This is not the solution! Being able to pick a server to trust your data and content moderation with is a feature, not a bug.

What we do have to do is make this feature more resilient and easier to use. Like adding the ability to easily transfer accounts and communities between instances, or even change the domain name of an entire instance.

[-] LordShrek@lemmy.world -1 points 1 year ago* (last edited 1 year ago)

no, you're misunderstanding. that shouldn't be how it works. there shouldn't be any difference between the software on each instance such that it make your data insecure. this is how bitcoin works. this is why anyone can spin up a bitcoin instance and have it start contributing to the bitcoin blockchain and you as a user don't have to "trust" that particular node. trust is built into the distributed software architecture. you don't "choose" a set of bitcoin nodes. you don't "choose" your CDN or DNS servers.

[-] shrugal@lemmy.world 3 points 1 year ago* (last edited 1 year ago)

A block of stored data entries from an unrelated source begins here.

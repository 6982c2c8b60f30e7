//! Engine error types.

use thiserror::Error;
use varisk_core::{ErrorKind, RiskError};

/// A specialized Result type for engine operations.
pub type EngineResult<T> = Result<T, EngineError>;

/// Engine error type.
#[derive(Debug, Error)]
pub enum EngineError {
    /// Estimation or data error
    #[error(transparent)]
    Risk(#[from] RiskError),

    /// A blocking estimation task did not complete
    #[error("internal error: {0}")]
    Internal(String),
}

impl EngineError {
    /// Category of the underlying risk error, if any.
    pub fn risk_kind(&self) -> Option<ErrorKind> {
        match self {
            Self::Risk(e) => Some(e.kind()),
            Self::Internal(_) => None,
        }
    }
}
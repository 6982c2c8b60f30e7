//! Instrument identifiers.

use serde::{Deserialize, Serialize};
use std::fmt;

/// Instrument identifier (ticker symbol or internal ID).
#[derive(Debug, Clone, Hash, Eq, PartialEq, Ord, PartialOrd, Serialize, Deserialize)]
#[serde(transparent)]
pub struct InstrumentId(pub String);

impl InstrumentId {
    /// Create a new instrument ID.
    pub fn new(id: impl Into<String>) -> Self {
        Self(id.into())
    }

    /// Get the ID as a string slice.
    pub fn as_str(&self) -> &str {
        &self.0
    }
}

impl fmt::Display for InstrumentId {
    fn fmt(&self, f: &mut fmt::Formatter<'_>) -> fmt::Result {
        write!(f, "{}", self.0)
    }
}

impl From<String> for InstrumentId {
    fn from(s: String) -> Self {
        Self(s)
    }
}

impl From<&str> for InstrumentId {
    fn from(s: &str) -> Self {
        Self(s.to_string())
    }
}
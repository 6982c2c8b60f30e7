//! Return transform.
//!
//! Converts an ordered price series into per-period returns. A series of `n`
//! prices yields `n - 1` returns.

use crate::error::{RiskError, RiskResult};
use crate::types::{LogReturnSeries, PriceSeries, ReturnSeries};

/// Minimum number of prices for any return series.
pub const MIN_PRICES: usize = 2;

fn check_length(prices: &PriceSeries) -> RiskResult<()> {
    if prices.len() < MIN_PRICES {
        return Err(RiskError::InsufficientData {
            required: MIN_PRICES,
            actual: prices.len(),
        });
    }
    Ok(())
}

fn check_positive(prices: &PriceSeries, use_of: &str) -> RiskResult<()> {
    if let Some(bad) = prices.points().iter().find(|p| p.close <= 0.0) {
        return Err(RiskError::computation(format!(
            "non-positive price {} on {} {use_of}",
            bad.close, bad.date
        )));
    }
    Ok(())
}

/// Simple returns `(P_i - P_{i-1}) / P_{i-1}`.
///
/// # Errors
///
/// Returns `RiskError::InsufficientData` for fewer than two prices and
/// `RiskError::Computation` for any non-positive price.
///
/// # Example
///
/// ```rust
/// use varisk_core::prelude::*;
///
/// let prices = PriceSeries::from_closes(&[100.0, 110.0, 99.0]).unwrap();
/// let returns = simple_returns(&prices).unwrap();
/// assert!((returns.values()[0] - 0.10).abs() < 1e-12);
/// assert!((returns.values()[1] + 0.10).abs() < 1e-12);
/// ```
pub fn simple_returns(prices: &PriceSeries) -> RiskResult<ReturnSeries> {
    check_length(prices)?;
    check_positive(prices, "cannot anchor a return")?;
    let values = prices
        .points()
        .windows(2)
        .map(|w| (w[1].close - w[0].close) / w[0].close)
        .collect();
    ReturnSeries::from_values(values)
}

/// Log returns `ln(P_i / P_{i-1})`.
///
/// # Errors
///
/// Returns `RiskError::InsufficientData` for fewer than two prices and
/// `RiskError::Computation` for any non-positive price.
pub fn log_returns(prices: &PriceSeries) -> RiskResult<LogReturnSeries> {
    check_length(prices)?;
    check_positive(prices, "has no logarithm")?;
    let values = prices
        .points()
        .windows(2)
        .map(|w| (w[1].close / w[0].close).ln())
        .collect();
    LogReturnSeries::from_values(values)
}

/// Converts simple returns to log returns via `ln(1 + r)`.
///
/// # Errors
///
/// Returns `RiskError::Computation` for a return at or below -100%, which
/// implies a non-positive price.
pub fn to_log_returns(returns: &ReturnSeries) -> RiskResult<LogReturnSeries> {
    let values = returns
        .values()
        .iter()
        .enumerate()
        .map(|(i, &r)| {
            if r <= -1.0 {
                Err(RiskError::computation(format!(
                    "return {r} at position {i} implies a non-positive price"
                )))
            } else {
                Ok(r.ln_1p())
            }
        })
        .collect::<RiskResult<Vec<_>>>()?;
    LogReturnSeries::from_values(values)
}
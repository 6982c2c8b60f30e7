//! VaR method selector.

use serde::{Deserialize, Serialize};
use std::fmt;
use std::str::FromStr;

use crate::error::RiskError;

/// VaR calculation method.
#[derive(Debug, Clone, Copy, PartialEq, Eq, Hash, Serialize, Deserialize)]
#[serde(rename_all = "kebab-case")]
pub enum VaRMethod {
    /// Parametric (variance-covariance) under normal returns.
    VarianceCovariance,
    /// Historical simulation from the empirical return distribution.
    Historical,
    /// Monte Carlo simulation of geometric Brownian motion paths.
    MonteCarlo,
}

impl VaRMethod {
    /// All methods, in selector order.
    pub const ALL: [VaRMethod; 3] = [Self::VarianceCovariance, Self::Historical, Self::MonteCarlo];

    /// The selector string for this method.
    pub fn as_str(self) -> &'static str {
        match self {
            Self::VarianceCovariance => "variance-covariance",
            Self::Historical => "historical",
            Self::MonteCarlo => "monte-carlo",
        }
    }

    /// Whether the method consumes a simulation horizon and trial count.
    pub fn is_simulated(self) -> bool {
        matches!(self, Self::MonteCarlo)
    }
}

impl fmt::Display for VaRMethod {
    fn fmt(&self, f: &mut fmt::Formatter<'_>) -> fmt::Result {
        f.write_str(self.as_str())
    }
}

impl FromStr for VaRMethod {
    type Err = RiskError;

    /// Parses a method selector. Unrecognised names are an error; there is
    /// no fallback method.
    fn from_str(s: &str) -> Result<Self, Self::Err> {
        Self::ALL
            .into_iter()
            .find(|m| m.as_str() == s)
            .ok_or_else(|| {
                RiskError::configuration(format!(
                    "unknown method '{s}': expected 'variance-covariance', 'historical', or 'monte-carlo'"
                ))
            })
    }
}
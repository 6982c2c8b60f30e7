//! The VaR engine.

use std::collections::BTreeMap;
use std::sync::Arc;

use futures::future::try_join_all;
use serde::Serialize;
use tracing::{debug, info, warn};

use varisk_core::{
    ConfidenceLevel, InstrumentId, Portfolio, PriceSeries, RiskError, RiskResult, VaRMethod,
    VaRReport,
};
use varisk_risk::{AssetContribution, Estimate, PortfolioEstimate, VaRCalculator};
use varisk_traits::{PathSink, PriceHistorySource, TraitError};

use crate::error::{EngineError, EngineResult};
use crate::window::HistoryWindow;

/// Portfolio VaR with its per-instrument breakdown.
#[derive(Debug, Clone, PartialEq, Serialize)]
pub struct PortfolioReport {
    /// Aggregated figure.
    pub report: VaRReport,
    /// Weighted stand-alone VaRs, ordered by identifier.
    pub contributions: Vec<AssetContribution>,
}

/// Fetches price history and produces VaR reports.
///
/// Fetches for different instruments are issued concurrently. Estimation
/// runs on the blocking pool so the async runtime stays responsive during
/// large simulations.
pub struct VarEngine {
    source: Arc<dyn PriceHistorySource>,
    sink: Option<Arc<dyn PathSink>>,
    calculator: VaRCalculator,
}

impl VarEngine {
    /// Create an engine over a price source with a default calculator.
    pub fn new(source: Arc<dyn PriceHistorySource>) -> Self {
        Self {
            source,
            sink: None,
            calculator: VaRCalculator::default(),
        }
    }

    /// Set the calculator (estimator settings, simulation size, seed).
    #[must_use]
    pub fn with_calculator(mut self, calculator: VaRCalculator) -> Self {
        self.calculator = calculator;
        self
    }

    /// Send Monte Carlo paths to `sink`.
    ///
    /// A failed render is logged at warn level and does not fail the estimate.
    #[must_use]
    pub fn with_sink(mut self, sink: Arc<dyn PathSink>) -> Self {
        self.sink = Some(sink);
        self
    }

    /// The configured calculator.
    pub fn calculator(&self) -> &VaRCalculator {
        &self.calculator
    }

    /// Fetch the history of one instrument.
    ///
    /// Provider failures become `RiskError::DataUnavailable`.
    pub async fn fetch(
        &self,
        instrument_id: &InstrumentId,
        window: HistoryWindow,
    ) -> RiskResult<PriceSeries> {
        let series = self
            .source
            .get_history(instrument_id, window.start(), window.end())
            .await
            .map_err(|e| unavailable(instrument_id, e))?;
        debug!(
            instrument = %instrument_id,
            points = series.len(),
            start = %window.start(),
            end = %window.end(),
            "fetched price history"
        );
        Ok(series)
    }

    /// Fetch histories for several instruments concurrently.
    ///
    /// Fails with the first provider error.
    pub async fn fetch_all<'a, I>(
        &self,
        instruments: I,
        window: HistoryWindow,
    ) -> RiskResult<BTreeMap<InstrumentId, PriceSeries>>
    where
        I: IntoIterator<Item = &'a InstrumentId>,
    {
        let fetches = instruments.into_iter().map(|id| async move {
            self.fetch(id, window).await.map(|series| (id.clone(), series))
        });
        Ok(try_join_all(fetches).await?.into_iter().collect())
    }

    fn calculator_for(&self, method: VaRMethod) -> VaRCalculator {
        if self.sink.is_some() && method.is_simulated() {
            let config = self.calculator.config().with_capture_paths(true);
            self.calculator.with_config(config)
        } else {
            self.calculator
        }
    }

    fn report(
        &self,
        instruments: Vec<String>,
        method: VaRMethod,
        confidence: ConfidenceLevel,
        var: f64,
    ) -> VaRReport {
        let simulated = method.is_simulated();
        let simulation = self.calculator.simulation();
        VaRReport {
            instruments,
            method,
            confidence_level: confidence.value(),
            horizon_days: simulated.then(|| simulation.horizon_days()),
            trials: simulated.then(|| simulation.trials()),
            var,
        }
    }

    /// Render failures are logged; the estimate stands regardless.
    fn forward_paths(&self, instrument_id: &InstrumentId, estimate: &Estimate) {
        if let (Some(sink), Some(paths)) = (self.sink.as_ref(), estimate.paths.as_ref()) {
            if let Err(e) = sink.render(instrument_id, paths) {
                warn!(instrument = %instrument_id, error = %e, "path output failed");
            }
        }
    }

    /// VaR of a single instrument.
    pub async fn estimate(
        &self,
        instrument_id: &InstrumentId,
        method: VaRMethod,
        window: HistoryWindow,
        confidence: ConfidenceLevel,
    ) -> EngineResult<VaRReport> {
        let prices = self.fetch(instrument_id, window).await?;
        let calculator = self.calculator_for(method);

        let estimate = tokio::task::spawn_blocking(move || {
            calculator.estimate(method, &prices, confidence)
        })
        .await
        .map_err(|e| EngineError::Internal(e.to_string()))??;

        self.forward_paths(instrument_id, &estimate);

        let report = self.report(
            vec![instrument_id.to_string()],
            method,
            confidence,
            estimate.var,
        );
        info!(instrument = %instrument_id, %method, var = report.var, "VaR estimated");
        Ok(report)
    }

    /// VaR of a weighted portfolio.
    ///
    /// Every member is estimated stand-alone with `method`; the portfolio
    /// figure is the weighted sum.
    pub async fn portfolio(
        &self,
        portfolio: &Portfolio,
        method: VaRMethod,
        window: HistoryWindow,
        confidence: ConfidenceLevel,
    ) -> EngineResult<PortfolioReport> {
        let histories = self.fetch_all(portfolio.instruments(), window).await?;
        let calculator = self.calculator_for(method);
        let owned = portfolio.clone();

        let PortfolioEstimate {
            portfolio: aggregated,
            estimates,
        } = tokio::task::spawn_blocking(move || {
            calculator.portfolio(method, &owned, &histories, confidence)
        })
        .await
        .map_err(|e| EngineError::Internal(e.to_string()))??;

        for (id, estimate) in &estimates {
            self.forward_paths(id, estimate);
        }

        if (portfolio.total_weight() - 1.0).abs() > 1e-9 {
            debug!(
                total_weight = portfolio.total_weight(),
                "portfolio weights do not sum to 1"
            );
        }

        let report = self.report(
            portfolio.instruments().map(ToString::to_string).collect(),
            method,
            confidence,
            aggregated.var,
        );
        info!(instruments = portfolio.len(), %method, var = report.var, "portfolio VaR estimated");

        Ok(PortfolioReport {
            report,
            contributions: aggregated.contributions,
        })
    }
}

fn unavailable(instrument_id: &InstrumentId, err: TraitError) -> RiskError {
    RiskError::data_unavailable(instrument_id.as_str(), err.to_string())
}
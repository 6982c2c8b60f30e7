//! Standard normal distribution.

use statrs::distribution::{ContinuousCDF, Normal};

use crate::error::{MathError, MathResult};

/// Standard normal distribution N(0, 1).
///
/// Wraps [`statrs::distribution::Normal`] with a quantile function that
/// validates its argument instead of panicking or returning infinities.
///
/// # Example
///
/// ```rust
/// use varisk_math::distributions::StandardNormal;
///
/// let n = StandardNormal::new();
/// let z = n.inverse_cdf(0.05).unwrap();
/// assert!((z + 1.644_853_6).abs() < 1e-6);
/// ```
#[derive(Debug, Clone, Copy)]
pub struct StandardNormal {
    inner: Normal,
}

impl Default for StandardNormal {
    fn default() -> Self {
        Self::new()
    }
}

impl StandardNormal {
    /// Creates the standard normal distribution.
    pub fn new() -> Self {
        // Mean 0, std-dev 1 is always a valid parameterisation.
        let inner = match Normal::new(0.0, 1.0) {
            Ok(n) => n,
            Err(_) => unreachable!("N(0, 1) parameters are valid"),
        };
        Self { inner }
    }

    /// Quantile (inverse CDF) at probability `p`.
    ///
    /// # Errors
    ///
    /// Returns `MathError::InvalidProbability` unless `0 < p < 1`; the
    /// boundaries map to infinite quantiles.
    pub fn inverse_cdf(&self, p: f64) -> MathResult<f64> {
        if !(p > 0.0 && p < 1.0) {
            return Err(MathError::InvalidProbability { p });
        }
        Ok(self.inner.inverse_cdf(p))
    }

    /// Cumulative distribution function at `x`.
    pub fn cdf(&self, x: f64) -> f64 {
        self.inner.cdf(x)
    }
}
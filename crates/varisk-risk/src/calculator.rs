//! Integrated VaR calculator.
//!
//! [`VaRCalculator`] turns a price history into a VaR figure for any
//! [`VaRMethod`], and a set of histories into a portfolio VaR.
//!
//! # Example
//!
//! ```rust
//! use varisk_core::prelude::*;
//! use varisk_risk::calculator::VaRCalculator;
//!
//! let prices = PriceSeries::from_closes(&[100.0, 102.0, 101.0, 105.0, 103.0])?;
//! let conf = ConfidenceLevel::new(0.95)?;
//!
//! let calc = VaRCalculator::new(EstimatorConfig::default()).with_seed(42);
//! let estimate = calc.estimate(VaRMethod::Historical, &prices, conf)?;
//! assert_eq!(estimate.var, -0.0190);
//! # Ok::<(), RiskError>(())
//! ```

use std::collections::BTreeMap;

use serde::Serialize;
use varisk_core::returns::simple_returns;
use varisk_core::{
    ConfidenceLevel, EstimatorConfig, InstrumentId, PathMatrix, Portfolio, PriceSeries,
    RiskError, RiskResult, SimulationConfig, VaRMethod,
};

#[cfg(feature = "parallel")]
use rayon::prelude::*;

use crate::aggregate::{aggregate_var, PortfolioVaR};
use crate::random::derive_seed;
use crate::var::{historical_var, monte_carlo_var_seeded, parametric_var};

/// Default seed for Monte Carlo runs.
pub const DEFAULT_SEED: u64 = 0x5EED_0F_7A12;

/// VaR of one instrument.
#[derive(Debug, Clone, PartialEq, Serialize)]
pub struct Estimate {
    /// Rounded VaR.
    pub var: f64,
    /// Simulated paths, for Monte Carlo with path capture enabled.
    #[serde(skip_serializing_if = "Option::is_none")]
    pub paths: Option<PathMatrix>,
}

/// Portfolio VaR together with the stand-alone estimates it was built from.
#[derive(Debug, Clone, PartialEq, Serialize)]
pub struct PortfolioEstimate {
    /// Aggregated figure and per-instrument contributions.
    pub portfolio: PortfolioVaR,
    /// Stand-alone estimate per instrument.
    pub estimates: BTreeMap<InstrumentId, Estimate>,
}

/// Calculator for VaR figures.
#[derive(Debug, Clone, Copy, PartialEq)]
pub struct VaRCalculator {
    config: EstimatorConfig,
    simulation: SimulationConfig,
    seed: u64,
}

impl Default for VaRCalculator {
    fn default() -> Self {
        Self::new(EstimatorConfig::default())
    }
}

impl VaRCalculator {
    /// Creates a calculator with default simulation settings.
    pub fn new(config: EstimatorConfig) -> Self {
        Self {
            config,
            simulation: SimulationConfig::default(),
            seed: DEFAULT_SEED,
        }
    }

    /// Replaces the estimator settings.
    #[must_use]
    pub fn with_config(mut self, config: EstimatorConfig) -> Self {
        self.config = config;
        self
    }

    /// Sets the Monte Carlo horizon and trial count.
    #[must_use]
    pub fn with_simulation(mut self, simulation: SimulationConfig) -> Self {
        self.simulation = simulation;
        self
    }

    /// Sets the Monte Carlo seed.
    #[must_use]
    pub fn with_seed(mut self, seed: u64) -> Self {
        self.seed = seed;
        self
    }

    /// Estimator settings.
    pub fn config(&self) -> &EstimatorConfig {
        &self.config
    }

    /// Monte Carlo horizon and trial count.
    pub fn simulation(&self) -> &SimulationConfig {
        &self.simulation
    }

    /// Monte Carlo seed.
    pub fn seed(&self) -> u64 {
        self.seed
    }

    /// Estimates the VaR of a single price history.
    ///
    /// # Errors
    ///
    /// Fails with a data error for fewer than two prices, and with a
    /// computation error for prices that do not yield finite returns.
    pub fn estimate(
        &self,
        method: VaRMethod,
        prices: &PriceSeries,
        confidence: ConfidenceLevel,
    ) -> RiskResult<Estimate> {
        self.estimate_seeded(method, prices, confidence, self.seed)
    }

    fn estimate_seeded(
        &self,
        method: VaRMethod,
        prices: &PriceSeries,
        confidence: ConfidenceLevel,
        seed: u64,
    ) -> RiskResult<Estimate> {
        let returns = simple_returns(prices)?;
        match method {
            VaRMethod::Historical => Ok(Estimate {
                var: historical_var(&returns, confidence, &self.config)?,
                paths: None,
            }),
            VaRMethod::VarianceCovariance => Ok(Estimate {
                var: parametric_var(&returns, confidence, &self.config)?,
                paths: None,
            }),
            VaRMethod::MonteCarlo => {
                let last_price = prices.last_close().ok_or(RiskError::InsufficientData {
                    required: 2,
                    actual: 0,
                })?;
                let outcome = monte_carlo_var_seeded(
                    &returns,
                    last_price,
                    confidence,
                    &self.simulation,
                    &self.config,
                    seed,
                )?;
                Ok(Estimate {
                    var: outcome.var,
                    paths: outcome.paths,
                })
            }
        }
    }

    /// Estimates every portfolio member and aggregates the results.
    ///
    /// Each instrument's Monte Carlo run is seeded from the calculator seed
    /// and the instrument's position in the portfolio.
    ///
    /// # Errors
    ///
    /// Returns `RiskError::DataUnavailable` if `histories` lacks a portfolio
    /// instrument, or the first estimator error encountered.
    pub fn portfolio(
        &self,
        method: VaRMethod,
        portfolio: &Portfolio,
        histories: &BTreeMap<InstrumentId, PriceSeries>,
        confidence: ConfidenceLevel,
    ) -> RiskResult<PortfolioEstimate> {
        let jobs = portfolio
            .instruments()
            .enumerate()
            .map(|(i, id)| {
                histories
                    .get(id)
                    .map(|prices| (id, prices, derive_seed(self.seed, i as u64)))
                    .ok_or_else(|| {
                        RiskError::data_unavailable(id.as_str(), "no price history supplied")
                    })
            })
            .collect::<RiskResult<Vec<_>>>()?;

        let run = |(id, prices, seed): (&InstrumentId, &PriceSeries, u64)| {
            self.estimate_seeded(method, prices, confidence, seed)
                .map(|estimate| (id.clone(), estimate))
        };

        #[cfg(feature = "parallel")]
        let estimates = jobs
            .into_par_iter()
            .map(run)
            .collect::<RiskResult<BTreeMap<_, _>>>()?;

        #[cfg(not(feature = "parallel"))]
        let estimates = jobs
            .into_iter()
            .map(run)
            .collect::<RiskResult<BTreeMap<_, _>>>()?;

        let per_asset = estimates
            .iter()
            .map(|(id, estimate)| (id.clone(), estimate.var))
            .collect();

        Ok(PortfolioEstimate {
            portfolio: aggregate_var(portfolio, &per_asset, &self.config)?,
            estimates,
        })
    }
}
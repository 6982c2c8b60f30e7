//! # Varisk Math
//!
//! Statistical utilities for the Varisk value-at-risk library.
//!
//! This crate provides:
//!
//! - **Statistics**: Mean, variance and standard deviation with a selectable
//!   sample (n−1) or population (n) denominator
//! - **Distributions**: Standard normal quantile function
//! - **Quantiles**: Clamped rank index into a sorted sample
//! - **Rounding**: Decimal-exact rounding of reported figures
//!
//! ## Design Philosophy
//!
//! - **Numerical Stability**: Degenerate samples are handled explicitly
//! - **No Panics**: Invalid inputs surface as [`MathError`]

#![warn(missing_docs)]
#![warn(clippy::all)]
#![warn(clippy::pedantic)]
#![allow(clippy::module_name_repetitions)]
#![allow(clippy::missing_errors_doc)]
#![allow(clippy::must_use_candidate)]
#![allow(clippy::cast_precision_loss)]
#![allow(clippy::cast_possible_truncation)]
#![allow(clippy::cast_sign_loss)]
#![allow(clippy::doc_markdown)]
#![allow(clippy::uninlined_format_args)]

pub mod distributions;
pub mod error;
pub mod quantile;
pub mod rounding;
pub mod statistics;

/// Prelude module for convenient imports.
pub mod prelude {
    pub use crate::distributions::StandardNormal;
    pub use crate::error::{MathError, MathResult};
    pub use crate::quantile::{empirical_quantile, rank_index};
    pub use crate::rounding::round_to;
    pub use crate::statistics::{mean, std_dev, variance, VarianceKind};
}

pub use error::{MathError, MathResult};
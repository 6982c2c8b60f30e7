//! Reported VaR figures.

use serde::Serialize;
use std::fmt;

use super::VaRMethod;

/// A VaR figure together with the parameters that produced it.
#[derive(Debug, Clone, PartialEq, Serialize)]
pub struct VaRReport {
    /// Instrument identifiers covered by the figure.
    pub instruments: Vec<String>,
    /// Estimation method.
    pub method: VaRMethod,
    /// Confidence level (e.g. 0.95).
    pub confidence_level: f64,
    /// Projection horizon, for simulated methods.
    #[serde(skip_serializing_if = "Option::is_none")]
    pub horizon_days: Option<u32>,
    /// Simulated paths, for simulated methods.
    #[serde(skip_serializing_if = "Option::is_none")]
    pub trials: Option<u32>,
    /// The VaR return; more negative means a larger loss.
    pub var: f64,
}

impl fmt::Display for VaRReport {
    fn fmt(&self, f: &mut fmt::Formatter<'_>) -> fmt::Result {
        write!(
            f,
            "VaR({:.0}%, {}",
            self.confidence_level * 100.0,
            self.method
        )?;
        if let Some(days) = self.horizon_days {
            write!(f, ", {}d", days)?;
        }
        write!(f, ") [{}]: {:.4}", self.instruments.join(", "), self.var)
    }
}

#[cfg(test)]
mod tests {
    use super::*;

    #[test]
    fn test_display() {
        let report = VaRReport {
            instruments: vec!["SPY".into()],
            method: VaRMethod::MonteCarlo,
            confidence_level: 0.95,
            horizon_days: Some(30),
            trials: Some(1000),
            var: -0.0812,
        };
        assert_eq!(report.to_string(), "VaR(95%, monte-carlo, 30d) [SPY]: -0.0812");
    }

    #[test]
    fn test_serialize_skips_unused_fields() {
        let report = VaRReport {
            instruments: vec!["SPY".into()],
            method: VaRMethod::Historical,
            confidence_level: 0.99,
            horizon_days: None,
            trials: None,
            var: -0.031,
        };
        let json = serde_json::to_value(&report).unwrap();
        assert!(json.get("horizon_days").is_none());
        assert_eq!(json["method"], "historical");
    }
}
//! Historical VaR calculation.

use varisk_core::{ConfidenceLevel, EstimatorConfig, ReturnSeries, RiskResult};
use varisk_math::quantile::{empirical_quantile, rank_index};
use varisk_math::rounding::round_to;

/// Calculate historical VaR from a series of returns.
///
/// Sorts the returns ascending and reads the one at rank
/// `floor((1 - c) * n)`, clamped into the sample. No distributional
/// assumption is made.
///
/// # Arguments
///
/// * `returns` - Historical simple returns (as decimals, e.g., -0.01 for -1%)
/// * `confidence` - Confidence level (e.g., 0.95 for 95%)
/// * `config` - Rounding precision and diagnostics
///
/// # Returns
///
/// The selected return, rounded to `config.precision` places.
pub fn historical_var(
    returns: &ReturnSeries,
    confidence: ConfidenceLevel,
    config: &EstimatorConfig,
) -> RiskResult<f64> {
    config.validate()?;

    let mut sorted = returns.values().to_vec();
    let var_return = empirical_quantile(&mut sorted, confidence.tail())?;

    if config.diagnostics {
        tracing::debug!(
            observations = sorted.len(),
            index = rank_index(confidence.tail(), sorted.len())?,
            worst = sorted[0],
            var_return,
            "historical VaR"
        );
    }

    Ok(round_to(var_return, config.precision)?)
}
//! CLI argument definitions.

use clap::{Parser, Subcommand, ValueEnum};

use crate::commands::{ConfigArgs, PortfolioArgs, VarArgs};

/// Varisk - Value-at-Risk estimation from historical prices
#[derive(Parser)]
#[command(name = "varisk")]
#[command(author, version, about, long_about = None)]
#[command(propagate_version = true)]
pub struct Cli {
    /// Output format [default: table, or the configured format]
    #[arg(short, long, value_enum, global = true)]
    pub format: Option<OutputFormat>,

    /// Log intermediate quantities (mean, drift, volatility, selected rank)
    #[arg(long, global = true, env = "VARISK_DEBUG")]
    pub debug: bool,

    #[command(subcommand)]
    pub command: Commands,
}

/// Available commands
#[derive(Subcommand)]
pub enum Commands {
    /// Estimate the VaR of a single instrument
    Var(VarArgs),

    /// Estimate the VaR of a weighted portfolio
    Portfolio(PortfolioArgs),

    /// Manage configurations
    Config(ConfigArgs),
}

/// Output format options
#[derive(Debug, Clone, Copy, PartialEq, Eq, Default, ValueEnum)]
pub enum OutputFormat {
    /// Human-readable table format
    #[default]
    Table,
    /// JSON format
    Json,
    /// CSV format
    Csv,
    /// Minimal output (just the value)
    Minimal,
}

Cryptocurrencies and social platforms are completely different beasts. In crypto I want no moderation/censorship, I want anonymity, and there is a payout system so nodes can compete for something. This is all different when building a social network, so you can't just use the same architecture. Building social structures and trust is desirable in a public forum, not something you want to get rid of.

[-] LordShrek@lemmy.world 0 points 1 year ago

This is all different when building a social network

wait you want censorship in a social network? also, the architecture i'm describing does not do away with moderation and social structure. what about it makes you think that to be the case?

[-] shrugal@lemmy.world 2 points 1 year ago* (last edited 1 year ago)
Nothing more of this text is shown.